Section 2.4 Derivative Actions. In addition to the requirements set forth in Section 3816 of the Delaware Act, a Shareholder or Shareholders may bring a derivative action on behalf of the Trust only if the following conditions are met:

(a) The Shareholder or Shareholders must make a pre-suit demand upon the Board to bring the subject action unless an effort to cause the Board to bring such an action is not likely to succeed. For purposes of this Section 2.4, a demand on the Board shall only be deemed not likely to succeed and therefore excused if a majority of the Board of Trustees, or a majority of any committee established to consider the merits of such action, is composed of Trustees who are not “independent trustees” (as such term is defined in the Delaware Act).

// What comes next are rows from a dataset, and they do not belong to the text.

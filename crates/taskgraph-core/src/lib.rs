//! Task-graph data model, state machine, and scheduler.
//!
//! This crate is the leaf dependency of the taskgraph orchestrator workspace:
//! it owns the [`TaskNode`]/[`TaskGraph`] data model, the
//! [`StateTransitionManager`] that enforces legal status transitions, and the
//! [`TaskScheduler`] that turns graph + state into a ready-to-run set of
//! nodes. It has no opinion on concurrency, agents, or persistence — those
//! live in `orchestrator`, `llm`, and `taskgraph-checkpoint` respectively.

pub mod error;
pub mod graph;
pub mod id;
pub mod knowledge_store;
pub mod node;
pub mod scheduler;
pub mod state_machine;

pub use error::{Result, TaskGraphError};
pub use graph::{GraphSnapshot, TaskGraph};
pub use id::{GraphId, TaskId};
pub use knowledge_store::{KnowledgeRecord, KnowledgeStore};
pub use node::{NodeType, TaskNode, TaskStatus, TaskType};
pub use scheduler::TaskScheduler;
pub use state_machine::{StateTransitionManager, TransitionRecord};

(b) Unless a demand is not required under Section 2.4(a), Shareholders eligible to bring such derivative action under the Delaware Act who hold at least 10% of the outstanding Shares of the Trust, or 10% of the outstanding Shares of the class to which such action relates, shall join in the request for the Board to commence such action; and

(c) Unless a demand is not required under Section 2.4(a), the Board must be afforded a reasonable amount of time to consider such Shareholder request and to investigate the basis of such claim. The Board shall be entitled to retain counsel or other advisors in considering the merits of the request and shall require an undertaking by the Shareholders making such request to reimburse the Trust for the expense of any such advisors in the event that the Board determine not to bring such action.

For purposes of this Section 2.4, the Board may designate a committee of one Trustee to consider a Shareholder demand if necessary to create a committee with a majority of Trustees who are “independent trustees” (as such term in defined in the Delaware Act).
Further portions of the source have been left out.